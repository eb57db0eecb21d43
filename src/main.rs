pub mod cli;
pub mod input;
pub mod jq_exec;

use std::process::ExitCode;

use colored::Colorize;
use tracing_subscriber::EnvFilter;

fn main() -> ExitCode {
    let cli = cli::CommandLineInterface::load();
    init_tracing(cli.verbose);
    match cli.run() {
        Ok(code) => code,
        Err(error) => {
            eprintln!("{} {error:#}", "error:".red().bold());
            ExitCode::from(2)
        }
    }
}

fn init_tracing(verbose: u8) {
    let default_level = match verbose {
        0 => "warn",
        1 => "debug",
        _ => "trace",
    };
    let filter = EnvFilter::try_from_default_env().unwrap_or_else(|_| EnvFilter::new(default_level));
    tracing_subscriber::fmt()
        .with_env_filter(filter)
        .with_writer(std::io::stderr)
        .with_target(false)
        .init();
}
//! Prop-schema validation and geometry coercion for UI control trees.
//!
//! Pipeline: a control's property bag is optionally coerced into canonical
//! geometry shapes ([`normalize`]), then validated against the control's
//! composed schema ([`registry::SchemaRegistry`]) which layers shared mixins
//! ([`mixins`]) under the catalog's base schema ([`compose`]).
pub mod catalog;
pub mod compose;
pub mod error;
pub mod mixins;
pub mod normalize;
pub mod path_de;
pub mod registry;
pub mod schema;
pub mod validate;
pub mod value;

pub use catalog::{Catalog, JsonCatalog, StaticCatalog};
pub use compose::compose;
pub use error::{CatalogError, CoercionError, ContractError, DepthExceeded, SchemaError, ValidationError, Violations};
pub use normalize::coerce_props;
pub use registry::SchemaRegistry;
pub use schema::{AdditionalPolicy, ObjectSchema, PrimitiveKind, SchemaNode};
pub use validate::{ensure_valid, validate, ValidationOptions, Validator};
pub use value::{PropertyBag, Value};
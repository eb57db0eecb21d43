//! Sources of per-control base schemas and prop hints.
//!
//! The registry asks a [`Catalog`] for the *base* schema of a control type;
//! the shared mixins are layered on afterwards. Two implementations ship:
//! [`StaticCatalog`] (built in code) and [`JsonCatalog`] (a JSON document).
//!
//! Catalog document shape:
//!
//! ```json
//! { "controls": {
//!     "button": {
//!       "schema": { "type": "object", "properties": { "label": { "type": "string" } } },
//!       "hints": ["icon", "badge"]
//!     }
//! } }
//! ```
use std::path::Path;
use std::sync::Arc;

use indexmap::IndexMap;
use serde::Deserialize;

use crate::error::CatalogError;
use crate::schema::SchemaNode;

pub trait Catalog: Send + Sync {
    /// Base schema declared by the control itself, before mixins.
    fn control_schema(&self, control_type: &str) -> Option<Arc<SchemaNode>>;

    /// Props the runtime understands but the base schema does not model.
    fn prop_hints(&self, control_type: &str) -> &[String];

    fn control_types(&self) -> Vec<String>;
}

// ————————————————————————————————————————————————————————————————————————————
// STATIC CATALOG
// ————————————————————————————————————————————————————————————————————————————

#[derive(Debug, Clone)]
struct Entry {
    schema: Arc<SchemaNode>,
    hints: Vec<String>,
}

#[derive(Debug, Clone, Default)]
pub struct StaticCatalog {
    controls: IndexMap<String, Entry>,
}

impl StaticCatalog {
    pub fn new() -> Self {
        Self::default()
    }

    /// Register (or replace) a control type.
    pub fn insert<I, S>(&mut self, control_type: &str, schema: impl Into<Arc<SchemaNode>>, hints: I) -> &mut Self
    where
        I: IntoIterator<Item = S>,
        S: Into<String>,
    {
        let entry = Entry { schema: schema.into(), hints: hints.into_iter().map(Into::into).collect() };
        self.controls.insert(control_type.to_string(), entry);
        self
    }

    pub fn with<I, S>(mut self, control_type: &str, schema: impl Into<Arc<SchemaNode>>, hints: I) -> Self
    where
        I: IntoIterator<Item = S>,
        S: Into<String>,
    {
        self.insert(control_type, schema, hints);
        self
    }

    pub fn len(&self) -> usize {
        self.controls.len()
    }

    pub fn is_empty(&self) -> bool {
        self.controls.is_empty()
    }
}

impl Catalog for StaticCatalog {
    fn control_schema(&self, control_type: &str) -> Option<Arc<SchemaNode>> {
        self.controls.get(control_type).map(|e| Arc::clone(&e.schema))
    }

    fn prop_hints(&self, control_type: &str) -> &[String] {
        self.controls.get(control_type).map(|e| e.hints.as_slice()).unwrap_or(&[])
    }

    fn control_types(&self) -> Vec<String> {
        self.controls.keys().cloned().collect()
    }
}

// ————————————————————————————————————————————————————————————————————————————
// JSON CATALOG
// ————————————————————————————————————————————————————————————————————————————

#[derive(Debug, Deserialize)]
#[serde(deny_unknown_fields)]
struct CatalogDocument {
    controls: IndexMap<String, ControlDocument>,
}

#[derive(Debug, Deserialize)]
#[serde(deny_unknown_fields)]
struct ControlDocument {
    #[serde(default = "open_object")]
    schema: serde_json::Value,
    #[serde(default)]
    hints: Vec<String>,
}

fn open_object() -> serde_json::Value {
    serde_json::json!({ "type": "object" })
}

/// Catalog lowered from a JSON document. Every schema is lowered eagerly, so
/// a bad schema fails at load time rather than on first use.
#[derive(Debug, Clone)]
pub struct JsonCatalog {
    inner: StaticCatalog,
}

impl JsonCatalog {
    pub fn load(path: impl AsRef<Path>) -> Result<Self, CatalogError> {
        let path = path.as_ref();
        let src = std::fs::read_to_string(path)
            .map_err(|source| CatalogError::Io { path: path.display().to_string(), source })?;
        let catalog = Self::from_json_str(&src)?;
        tracing::debug!(path = %path.display(), controls = catalog.inner.len(), "catalog loaded");
        Ok(catalog)
    }

    pub fn from_json_str(src: &str) -> Result<Self, CatalogError> {
        Self::from_document(crate::path_de::from_str_with_path(src)?)
    }

    pub fn from_json(value: serde_json::Value) -> Result<Self, CatalogError> {
        Self::from_document(crate::path_de::from_value_with_path(value)?)
    }

    fn from_document(doc: CatalogDocument) -> Result<Self, CatalogError> {
        let mut inner = StaticCatalog::new();
        for (control, entry) in doc.controls {
            let schema = SchemaNode::from_json_schema(&entry.schema)
                .map_err(|source| CatalogError::Schema { control: control.clone(), source })?;
            inner.insert(&control, schema, entry.hints);
        }
        Ok(Self { inner })
    }
}

impl Catalog for JsonCatalog {
    fn control_schema(&self, control_type: &str) -> Option<Arc<SchemaNode>> {
        self.inner.control_schema(control_type)
    }

    fn prop_hints(&self, control_type: &str) -> &[String] {
        self.inner.prop_hints(control_type)
    }

    fn control_types(&self) -> Vec<String> {
        self.inner.control_types()
    }
}

// ------------------------------- Tests ------------------------------------ //

#[cfg(test)]
mod tests {
    use super::*;
    use crate::schema::ObjectSchema;
    use serde_json::json;

    #[test]
    fn static_catalog_lookup() {
        let catalog = StaticCatalog::new()
            .with("button", ObjectSchema::new().prop("label", SchemaNode::string()).into_node(), ["icon"])
            .with("text", ObjectSchema::new().into_node(), Vec::<String>::new());
        assert_eq!(catalog.control_types(), ["button", "text"]);
        assert_eq!(catalog.prop_hints("button"), ["icon"]);
        assert!(catalog.prop_hints("nope").is_empty());
        assert!(catalog.control_schema("button").unwrap().property("label").is_some());
        assert!(catalog.control_schema("nope").is_none());
    }

    #[test]
    fn json_catalog_lowers_schemas() {
        let catalog = JsonCatalog::from_json(json!({
            "controls": {
                "button": {
                    "schema": {
                        "type": "object",
                        "properties": { "radius": { "type": "number", "minimum": 0, "maximum": 999 } }
                    },
                    "hints": ["icon"]
                },
                "spacer": {}
            }
        }))
        .unwrap();
        assert_eq!(
            catalog.control_schema("button").unwrap().property("radius"),
            Some(&SchemaNode::range(Some(0.0), Some(999.0)))
        );
        assert_eq!(catalog.prop_hints("button"), ["icon"]);
        assert!(catalog.control_schema("spacer").unwrap().as_object().is_some());
    }

    #[test]
    fn json_catalog_errors_carry_location() {
        let err = JsonCatalog::from_json_str(r#"{"controls": {"button": {"hints": [1]}}}"#).unwrap_err();
        assert!(matches!(err, CatalogError::Decode(ref m) if m.contains("controls.button.hints")), "{err}");

        let err = JsonCatalog::from_json(json!({
            "controls": { "button": { "schema": { "type": "object", "properties": { "x": { "type": "nope" } } } } }
        }))
        .unwrap_err();
        match err {
            CatalogError::Schema { control, source } => {
                assert_eq!(control, "button");
                assert_eq!(source.pointer, "/properties/x/type");
            }
            other => panic!("unexpected {other}"),
        }
    }

    #[test]
    fn missing_catalog_file_is_io_error() {
        let err = JsonCatalog::load("/definitely/not/here.json").unwrap_err();
        assert!(matches!(err, CatalogError::Io { .. }));
    }
}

Work to be completed => Which lines in the listing above hold the word "icon"? Show each of them.

Response to this task =>
//!       "hints": ["icon", "badge"]
            .with("button", ObjectSchema::new().prop("label", SchemaNode::string()).into_node(), ["icon"])
        assert_eq!(catalog.prop_hints("button"), ["icon"]);
                    "hints": ["icon"]
        assert_eq!(catalog.prop_hints("button"), ["icon"]);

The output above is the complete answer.